*EXERCISE REQUIREMENTS*: Below are the records; restate word for word the lines from the first through the one containing "5155), verification only", and only those.

*MATERIAL PROVIDED*:
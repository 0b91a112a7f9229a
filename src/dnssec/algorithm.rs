use std::fmt;
use std::str::FromStr;

use ring::digest;
use ring::signature;

/// DNSSEC algorithm numbers (RFC 4034, 5702, 6605, 8080, 8624) that a zone
/// can be signed or verified with.
#[derive(Debug, Clone, Copy, PartialEq, Eq, Hash)]
#[repr(u8)]
pub enum DnsSecAlgorithm {
    /// RSA/SHA-1 (RFC 3110), verification only
    RsaSha1 = 5,
    /// RSASHA1-NSEC3-SHA1 (RFC 5155), verification only
    RsaSha1Nsec3Sha1 = 7,
    /// RSA/SHA-256 (RFC 5702)
    RsaSha256 = 8,
    /// RSA/SHA-512 (RFC 5702)
    RsaSha512 = 10,
    /// ECDSA Curve P-256 with SHA-256 (RFC 6605)
    EcdsaP256Sha256 = 13,
    /// ECDSA Curve P-384 with SHA-384 (RFC 6605)
    EcdsaP384Sha384 = 14,
    /// Ed25519 (RFC 8080)
    Ed25519 = 15,
}

impl DnsSecAlgorithm {
    /// Create from algorithm number
    pub fn from_u8(value: u8) -> Option<Self> {
        match value {
            5 => Some(Self::RsaSha1),
            7 => Some(Self::RsaSha1Nsec3Sha1),
            8 => Some(Self::RsaSha256),
            10 => Some(Self::RsaSha512),
            13 => Some(Self::EcdsaP256Sha256),
            14 => Some(Self::EcdsaP384Sha384),
            15 => Some(Self::Ed25519),
            _ => None,
        }
    }

    /// Convert to algorithm number
    pub fn to_u8(self) -> u8 {
        self as u8
    }

    /// Whether new signatures may be made with this algorithm (RFC 8624
    /// forbids signing with RSA/SHA-1).
    pub fn can_sign(&self) -> bool {
        !matches!(self, Self::RsaSha1 | Self::RsaSha1Nsec3Sha1)
    }

    pub fn is_ecdsa(&self) -> bool {
        matches!(self, Self::EcdsaP256Sha256 | Self::EcdsaP384Sha384)
    }

    pub fn is_rsa(&self) -> bool {
        matches!(
            self,
            Self::RsaSha1 | Self::RsaSha1Nsec3Sha1 | Self::RsaSha256 | Self::RsaSha512
        )
    }

    /// Hash applied to the signed data before an ECDSA or RSA signature,
    /// `None` for Ed25519 which signs the message itself.
    pub fn message_digest(&self) -> Option<&'static digest::Algorithm> {
        match self {
            Self::RsaSha1 | Self::RsaSha1Nsec3Sha1 => Some(&digest::SHA1_FOR_LEGACY_USE_ONLY),
            Self::RsaSha256 | Self::EcdsaP256Sha256 => Some(&digest::SHA256),
            Self::EcdsaP384Sha384 => Some(&digest::SHA384),
            Self::RsaSha512 => Some(&digest::SHA512),
            Self::Ed25519 => None,
        }
    }

    /// Length of the DNSKEY public key field for fixed-size key types
    pub fn public_key_len(&self) -> Option<usize> {
        match self {
            Self::EcdsaP256Sha256 => Some(64),
            Self::EcdsaP384Sha384 => Some(96),
            Self::Ed25519 => Some(32),
            _ => None,
        }
    }

    /// Verification algorithm for ECDSA and Ed25519 keys. RSA keys go through
    /// [`DnsSecAlgorithm::rsa_parameters`] instead.
    pub fn ring_algorithm(&self) -> Option<&'static dyn signature::VerificationAlgorithm> {
        match self {
            // DNSSEC carries ECDSA signatures as fixed-width r || s
            Self::EcdsaP256Sha256 => Some(&signature::ECDSA_P256_SHA256_FIXED),
            Self::EcdsaP384Sha384 => Some(&signature::ECDSA_P384_SHA384_FIXED),
            Self::Ed25519 => Some(&signature::ED25519),
            _ => None,
        }
    }

    pub fn rsa_parameters(&self) -> Option<&'static signature::RsaParameters> {
        match self {
            Self::RsaSha1 | Self::RsaSha1Nsec3Sha1 => {
                Some(&signature::RSA_PKCS1_1024_8192_SHA1_FOR_LEGACY_USE_ONLY)
            }
            Self::RsaSha256 => Some(&signature::RSA_PKCS1_1024_8192_SHA256_FOR_LEGACY_USE_ONLY),
            Self::RsaSha512 => Some(&signature::RSA_PKCS1_1024_8192_SHA512_FOR_LEGACY_USE_ONLY),
            _ => None,
        }
    }
}

impl fmt::Display for DnsSecAlgorithm {
    fn fmt(&self, f: &mut fmt::Formatter<'_>) -> fmt::Result {
        match self {
            Self::RsaSha1 => write!(f, "RSASHA1"),
            Self::RsaSha1Nsec3Sha1 => write!(f, "RSASHA1-NSEC3-SHA1"),
            Self::RsaSha256 => write!(f, "RSASHA256"),
            Self::RsaSha512 => write!(f, "RSASHA512"),
            Self::EcdsaP256Sha256 => write!(f, "ECDSAP256SHA256"),
            Self::EcdsaP384Sha384 => write!(f, "ECDSAP384SHA384"),
            Self::Ed25519 => write!(f, "ED25519"),
        }
    }
}

impl FromStr for DnsSecAlgorithm {
    type Err = String;

    /// Accepts the mnemonic or the algorithm number
    fn from_str(s: &str) -> Result<Self, Self::Err> {
        if let Ok(number) = s.parse::<u8>() {
            return Self::from_u8(number).ok_or_else(|| format!("Unsupported algorithm: {}", s));
        }
        match s.to_ascii_uppercase().replace('_', "-").as_str() {
            "RSASHA1" => Ok(Self::RsaSha1),
            "RSASHA1-NSEC3-SHA1" => Ok(Self::RsaSha1Nsec3Sha1),
            "RSASHA256" => Ok(Self::RsaSha256),
            "RSASHA512" => Ok(Self::RsaSha512),
            "ECDSAP256SHA256" => Ok(Self::EcdsaP256Sha256),
            "ECDSAP384SHA384" => Ok(Self::EcdsaP384Sha384),
            "ED25519" => Ok(Self::Ed25519),
            _ => Err(format!("Unsupported algorithm: {}", s)),
        }
    }
}

impl serde::Serialize for DnsSecAlgorithm {
    fn serialize<S: serde::Serializer>(&self, serializer: S) -> Result<S::Ok, S::Error> {
        serializer.collect_str(self)
    }
}

impl<'de> serde::Deserialize<'de> for DnsSecAlgorithm {
    fn deserialize<D: serde::Deserializer<'de>>(deserializer: D) -> Result<Self, D::Error> {
        let text = String::deserialize(deserializer)?;
        text.parse().map_err(serde::de::Error::custom)
    }
}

*OUTPUT OF THE EXERCISE*:
repository 0b91a112a7f9229a
filename src/dnssec/algorithm.rs
use std::fmt;
use std::str::FromStr;

use ring::digest;
use ring::signature;

/// DNSSEC algorithm numbers (RFC 4034, 5702, 6605, 8080, 8624) that a zone
/// can be signed or verified with.
#[derive(Debug, Clone, Copy, PartialEq, Eq, Hash)]
#[repr(u8)]
pub enum DnsSecAlgorithm {
    /// RSA/SHA-1 (RFC 3110), verification only
    RsaSha1 = 5,
    /// RSASHA1-NSEC3-SHA1 (RFC 5155), verification only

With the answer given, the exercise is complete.